Some observations on air quality, solar and energy conservation.

The heart of Panasonic’s WhisperComfort Spot ERV system is a ceiling-mounted air heat exchanger. Photo courtesy of Panasonic


After walking miles and miles through Chicago’s McCormick Place at the 2012 AHR Expo and hitting virtually every HVACR-related booth over a continuous eight hours to the point where I could hardly stand, I welcomed the opportunity on the second day to sit through several programs put on by manufacturers - but I was one of the few. Later in the day, there were only two of us in the room to listen to a couple of very interesting presentations on products that I had missed on my walk the day before.

I really was interested in what Panasonic Home & Environment Co. had to offer. It was sad that so few were there to hear about it, but I doubt that many in the media would see its potential anyhow, because at first glance (and the reason why I had missed it on my tour), it looks like all it has to offer are bathroom vent fans and the like. But by paying close attention, I came to realize what Panasonic was really introducing is the WhisperComfort Spot ERV, a whole-house ventilation system that is very affordable and easy to install.

For several years I’ve been writing about the need to ensure that stale indoor air is vented regularly and replaced with clean outdoor air. And that process is quite simple. However, efficiently exchanging conditioned indoor air with outdoor air has always been very expensive. In fact, I’ve written about whole-house ventilators in this magazine several times over the past 18 years, and I know that the reason why the market is so poor is that such systems usually cost as much as replacing the existing A/C system. But what Panasonic presented was a modular group of components that can be installed one at a time and quite inexpensively.

The heart of the system is the ceiling-mounted air heat exchanger, which looks like an oversized bathroom vent fan and sells to the contractor for just about $500. Yes, vent ducts must be run from the outside and it needs very little power, but that’s about it. The company also manufactures several other components, such as bathroom fans and the like that can be ducted into the system.

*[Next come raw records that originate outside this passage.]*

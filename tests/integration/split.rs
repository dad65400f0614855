//! Integration tests for the split pipeline.

use pdftool::config::{OverwriteMode, SplitConfig};
use pdftool::ops::split_pdf;
use pdftool::pages::PageSet;
use tempfile::TempDir;

use crate::common::{saved_page_widths, write_pdf};

fn split_config(
    input: std::path::PathBuf,
    output: std::path::PathBuf,
    pages: &str,
) -> SplitConfig {
    SplitConfig {
        input,
        output,
        pages: PageSet::parse(pages).unwrap(),
        overwrite_mode: OverwriteMode::Overwrite,
        quiet: true,
        verbose: false,
    }
}

#[tokio::test]
async fn test_split_noncontiguous_pages() {
    let temp_dir = TempDir::new().unwrap();
    let input = write_pdf(temp_dir.path(), "input.pdf", 5, 100);
    let output = temp_dir.path().join("subset.pdf");

    let config = split_config(input, output.clone(), "1,3");
    let (_, stats) = split_pdf(&config).await.unwrap();

    assert_eq!(stats.pages_extracted, 2);
    assert_eq!(stats.source_pages, 5);

    // Exactly source pages 1 and 3, in that order
    assert_eq!(saved_page_widths(&output), vec![100, 102]);
}

#[tokio::test]
async fn test_split_contiguous_range() {
    let temp_dir = TempDir::new().unwrap();
    let input = write_pdf(temp_dir.path(), "input.pdf", 10, 100);
    let output = temp_dir.path().join("subset.pdf");

    let config = split_config(input, output.clone(), "4-6");
    let (_, stats) = split_pdf(&config).await.unwrap();

    assert_eq!(stats.pages_extracted, 3);
    assert_eq!(saved_page_widths(&output), vec![103, 104, 105]);
}

#[tokio::test]
async fn test_split_unordered_overlapping_expression() {
    let temp_dir = TempDir::new().unwrap();
    let input = write_pdf(temp_dir.path(), "input.pdf", 8, 100);
    let output = temp_dir.path().join("subset.pdf");

    // Tokens out of order and overlapping; output is still ascending and
    // each page appears once
    let config = split_config(input, output.clone(), "7,2-4,3");
    let (_, stats) = split_pdf(&config).await.unwrap();

    assert_eq!(stats.pages_extracted, 4);
    assert_eq!(saved_page_widths(&output), vec![101, 102, 103, 106]);
}

#[tokio::test]
async fn test_split_single_page() {
    let temp_dir = TempDir::new().unwrap();
    let input = write_pdf(temp_dir.path(), "input.pdf", 3, 100);
    let output = temp_dir.path().join("page2.pdf");

    let config = split_config(input, output.clone(), "2");
    let (_, stats) = split_pdf(&config).await.unwrap();

    assert_eq!(stats.pages_extracted, 1);
    assert_eq!(saved_page_widths(&output), vec![101]);
}

#[tokio::test]
async fn test_split_whole_document() {
    let temp_dir = TempDir::new().unwrap();
    let input = write_pdf(temp_dir.path(), "input.pdf", 4, 100);
    let output = temp_dir.path().join("copy.pdf");

    let config = split_config(input, output.clone(), "1-4");
    let (_, stats) = split_pdf(&config).await.unwrap();

    assert_eq!(stats.pages_extracted, 4);
    assert_eq!(saved_page_widths(&output), vec![100, 101, 102, 103]);
}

I particularly like Panasonic’s bathroom fans (which can also stand alone) because they consume very little power (a few watts) and they don’t need a wall switch because they can be set to automatically turn on and off whenever someone enters the bathroom. They also come on automatically whenever high humidity is detected. So, all the settings are adjusted on the fan.

Another air-quality item that I found interesting was Humidifall’s beautiful continuous waterfall that flows down a sheet of glass or a mirror and since it works off humidity control, also serves as a humidifier. According to Humidifall, this system is more efficient to operate than many other types of humidifiers, but does so in a far more attractive way.

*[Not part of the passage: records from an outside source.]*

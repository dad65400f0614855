//! Integration tests for the merge pipeline.

use pdftool::config::{MergeConfig, OverwriteMode};
use pdftool::ops::merge_pdfs;
use tempfile::TempDir;

use crate::common::{saved_page_widths, write_pdf};

fn merge_config(inputs: Vec<std::path::PathBuf>, output: std::path::PathBuf) -> MergeConfig {
    MergeConfig {
        inputs,
        output,
        overwrite_mode: OverwriteMode::Overwrite,
        quiet: true,
        verbose: false,
    }
}

#[tokio::test]
async fn test_merge_two_single_page_files() {
    let temp_dir = TempDir::new().unwrap();
    let a = write_pdf(temp_dir.path(), "a.pdf", 1, 100);
    let b = write_pdf(temp_dir.path(), "b.pdf", 1, 200);
    let output = temp_dir.path().join("merged.pdf");

    let config = merge_config(vec![a, b], output.clone());
    let (_, stats) = merge_pdfs(&config).await.unwrap();

    assert_eq!(stats.files_merged, 2);
    assert_eq!(stats.total_pages, 2);
    assert!(output.exists());
}

#[tokio::test]
async fn test_merge_many_single_page_files_in_order() {
    let temp_dir = TempDir::new().unwrap();

    let inputs: Vec<_> = (0..4)
        .map(|i| {
            write_pdf(
                temp_dir.path(),
                &format!("part{i}.pdf"),
                1,
                100 * (i as i64 + 1),
            )
        })
        .collect();
    let output = temp_dir.path().join("merged.pdf");

    let config = merge_config(inputs, output.clone());
    let (_, stats) = merge_pdfs(&config).await.unwrap();

    assert_eq!(stats.files_merged, 4);
    assert_eq!(stats.total_pages, 4);

    // Page order must follow input file order
    assert_eq!(saved_page_widths(&output), vec![100, 200, 300, 400]);
}

#[tokio::test]
async fn test_merge_multi_page_files_keeps_page_sequence() {
    let temp_dir = TempDir::new().unwrap();
    let a = write_pdf(temp_dir.path(), "a.pdf", 2, 100);
    let b = write_pdf(temp_dir.path(), "b.pdf", 3, 200);
    let output = temp_dir.path().join("merged.pdf");

    let config = merge_config(vec![a, b], output.clone());
    let (_, stats) = merge_pdfs(&config).await.unwrap();

    assert_eq!(stats.total_pages, 5);
    assert_eq!(saved_page_widths(&output), vec![100, 101, 200, 201, 202]);
}

#[tokio::test]
async fn test_merge_single_file() {
    let temp_dir = TempDir::new().unwrap();
    let a = write_pdf(temp_dir.path(), "only.pdf", 3, 100);
    let output = temp_dir.path().join("merged.pdf");

    let config = merge_config(vec![a], output.clone());
    let (_, stats) = merge_pdfs(&config).await.unwrap();

    assert_eq!(stats.files_merged, 1);
    assert_eq!(stats.total_pages, 3);
    assert_eq!(saved_page_widths(&output), vec![100, 101, 102]);
}

#[tokio::test]
async fn test_merge_overwrites_existing_output_by_default() {
    let temp_dir = TempDir::new().unwrap();
    let a = write_pdf(temp_dir.path(), "a.pdf", 1, 100);
    let output = temp_dir.path().join("merged.pdf");
    std::fs::write(&output, b"stale").unwrap();

    let config = merge_config(vec![a], output.clone());
    merge_pdfs(&config).await.unwrap();

    assert_eq!(saved_page_widths(&output), vec![100]);
}
//! pdftool - Merge PDF files and extract page subsets.
//!
//! This library provides the functionality behind the `pdftool` CLI:
//!
//! - Concatenating multiple PDF files into one document
//! - Extracting a selection of pages into a new document
//! - Page range expression parsing ("1,2,3-5,7")
//! - Eager input/output validation
//! - Comprehensive error handling with stable exit codes
//!
//! # Examples
//!
//! ## Merging
//!
//! ```no_run
//! use pdftool::config::{MergeConfig, OverwriteMode};
//! use pdftool::ops::merge_pdfs;
//! use std::path::PathBuf;
//!
//! # async fn example() -> Result<(), Box<dyn std::error::Error>> {
//! let config = MergeConfig {
//!     inputs: vec![PathBuf::from("a.pdf"), PathBuf::from("b.pdf")],
//!     output: PathBuf::from("merged.pdf"),
//!     overwrite_mode: OverwriteMode::Overwrite,
//!     quiet: false,
//!     verbose: false,
//! };
//!
//! let (document, stats) = merge_pdfs(&config).await?;
//! println!("Created {} page document", stats.total_pages);
//! # Ok(())
//! # }
//! ```
//!
//! ## Splitting
//!
//! ```no_run
//! use pdftool::config::{OverwriteMode, SplitConfig};
//! use pdftool::ops::split_pdf;
//! use pdftool::pages::PageSet;
//! use std::path::PathBuf;
//!
//! # async fn example() -> Result<(), Box<dyn std::error::Error>> {
//! let config = SplitConfig {
//!     input: PathBuf::from("report.pdf"),
//!     output: PathBuf::from("summary.pdf"),
//!     pages: PageSet::parse("1-3,7")?,
//!     overwrite_mode: OverwriteMode::Overwrite,
//!     quiet: false,
//!     verbose: false,
//! };
//!
//! let (document, stats) = split_pdf(&config).await?;
//! println!("Extracted {} page(s)", stats.pages_extracted);
//! # Ok(())
//! # }
//! ```

#![warn(missing_docs)]
#![warn(clippy::all)]

pub mod cli;
pub mod config;
pub mod error;
pub mod io;
pub mod ops;
pub mod output;
pub mod pages;
pub mod utils;
pub mod validation;

// Re-export commonly used types
pub use error::{PdfToolError, Result};
pub use pages::PageSet;

/// Library version.
pub const VERSION: &str = env!("CARGO_PKG_VERSION");

/// Library name.
pub const NAME: &str = env!("CARGO_PKG_NAME");
//! pdftool - Merge PDF files and extract page subsets.
//!
//! CLI entry point: parses arguments, dispatches to the requested command,
//! and maps failures to exit codes.

use clap::Parser;
use std::process;

use pdftool::cli::{Cli, Commands};
use pdftool::config::{MergeConfig, SplitConfig};
use pdftool::error::PdfToolError;
use pdftool::io::{PdfWriter, load_pdf};
use pdftool::ops::merge::Merger;
use pdftool::ops::split::Splitter;
use pdftool::output::{OutputFormatter, ProgressBar, ProgressStyle, display_validation_summary};
use pdftool::validation::Validator;

#[tokio::main]
async fn main() {
    let cli = Cli::parse();

    if let Err(err) = run(cli).await {
        eprintln!("Error: {err}");
        process::exit(err.exit_code());
    }
}

/// Main application logic.
async fn run(cli: Cli) -> Result<(), PdfToolError> {
    let formatter = OutputFormatter::new(cli.quiet, cli.verbose);

    match cli.command {
        Commands::Merge { ref files } => {
            let config = cli.to_merge_config(files)?;
            run_merge(&config, &formatter).await
        }
        Commands::Split {
            ref input,
            ref output,
            ref pages,
        } => {
            let config = cli.to_split_config(input, output, pages)?;
            run_split(&config, &formatter).await
        }
    }
}

/// Merge the configured inputs into one output document.
async fn run_merge(config: &MergeConfig, formatter: &OutputFormatter) -> Result<(), PdfToolError> {
    let validator = Validator::new();

    formatter.info("Validating input files...");
    let summary = validator.validate_files(&config.inputs).await?;

    if formatter.should_print() {
        display_validation_summary(formatter, &summary);
        formatter.blank_line();
    }

    validator
        .validate_output(&config.output, config.overwrite_mode)
        .await?;

    let mut progress = if formatter.should_print() {
        ProgressBar::new(config.inputs.len(), ProgressStyle::Bar)
    } else {
        ProgressBar::disabled()
    };
    progress.set_message("Merging");

    let merger = Merger::new();
    let outcome = merger
        .merge(config, |_, _| progress.increment())
        .await?;
    progress.finish();

    if formatter.is_verbose() {
        formatter.detail(
            "Input size",
            &outcome.statistics.format_input_size(),
        );
        formatter.detail(
            "Load time",
            &format!("{:.2}s", outcome.statistics.load_time.as_secs_f64()),
        );
        formatter.detail(
            "Merge time",
            &format!("{:.2}s", outcome.statistics.merge_time.as_secs_f64()),
        );
    }

    formatter.info(&format!("Writing to: {}", config.output.display()));

    let writer = PdfWriter::new();
    let write_stats = writer
        .save_with_stats(&outcome.document, &config.output)
        .await?;

    formatter.success(&format!(
        "Merged {} file(s) ({} pages) into {} ({})",
        outcome.statistics.files_merged,
        outcome.statistics.total_pages,
        config.output.display(),
        write_stats.format_file_size()
    ));

    Ok(())
}

/// Extract the configured page selection into a new document.
async fn run_split(config: &SplitConfig, formatter: &OutputFormatter) -> Result<(), PdfToolError> {
    let validator = Validator::new();

    formatter.info("Validating input file...");
    let validation = validator.validate_file(&config.input).await?;

    validator
        .validate_output(&config.output, config.overwrite_mode)
        .await?;

    formatter.info(&format!(
        "Extracting {} of {} page(s) from {}",
        config.pages.len(),
        validation.page_count,
        config.input.display()
    ));

    let source = load_pdf(&config.input).await?;

    let splitter = Splitter::new();
    let document = splitter.extract(&source, &config.pages)?;

    formatter.info(&format!("Writing to: {}", config.output.display()));

    let writer = PdfWriter::new();
    let write_stats = writer.save_with_stats(&document, &config.output).await?;

    formatter.success(&format!(
        "Extracted {} page(s) into {} ({})",
        document.get_pages().len(),
        config.output.display(),
        write_stats.format_file_size()
    ));

    Ok(())
}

Although there were vendors hawking UV lighting to sanitize the air on almost every aisle of the show, I was particularly interested in one by SanUVox that mounts attractively through the discharge duct. It includes external LED operational indicators and has a sail switch to ensure that it only turns on when the system is operating. SanUVox states that its UV bulb can last for as long as five years.

SanUVox states its UV bulb can last as long as five years. Photo by Jim Wheeler

Solar happenings

The second interesting program I sat through that day was put on by KU Solar, a solar manufacturing company out of Italy with offices in Kansas City, Mo. The company states it is now the largest such supplier in Europe. No, it doesn’t make photovoltaic cells as you might expect. It just uses the sun to heat water. So what’s new about that? It’s what it does with the water.

Of course you can use the cells to heat domestic water, as well as homes during the winter. However, the program KU Solar put on showed that by using cells to power absorption air-conditioning systems, it also can provide indoor cooling. Air conditioning from the sun? Yes! And in 3- to 5-ton sizes for homes!

Such a system, KU Solar pointed out, does require some backup source for heating on cloudy days, and it comes with an installed price starting at $30,000. But with local and federal tax credits and energy savings, the cost doesn’t look too bad. Is it for everyone in every location? No, but I can see a definite market among the affluent and environmentally concerned.

Humidifall’s continuous waterfall also serves as a humidifier. Photo by Jim Wheeler

Energy conservation

The fact is I didn’t spend too much time looking at the products in the building-control portion of the show floor because much of that doesn’t go through wholesale distribution. However, because I was invited, I did stop at the Ecobee booth look at its totally different and attractive EB-STAT-02 Zigbee Enabled Smart Internet Thermostat, which sells through distribution. What’s new here is that the product can easily connect to the Internet through a local WIFI interface so programming and alarm monitoring can be handled remotely, making this thermostat ideal for both home and commercial use. And with a contractor price in the $300 range, it is very affordable.

And finally, although it doesn’t really manage anything electronically, I was really interested in the combination wood-burning electric or fuel-oil furnace from Napoleon. You can view its products at www.napoleonheatingandair.com. Not for every market again, I’m sure, but this residential-style furnace can operate on logs, as well as with other types of backup heat sources. It can’t be used with an air conditioning A coil because the wood burns at too high a heat, but is does connect to a standard ducted system.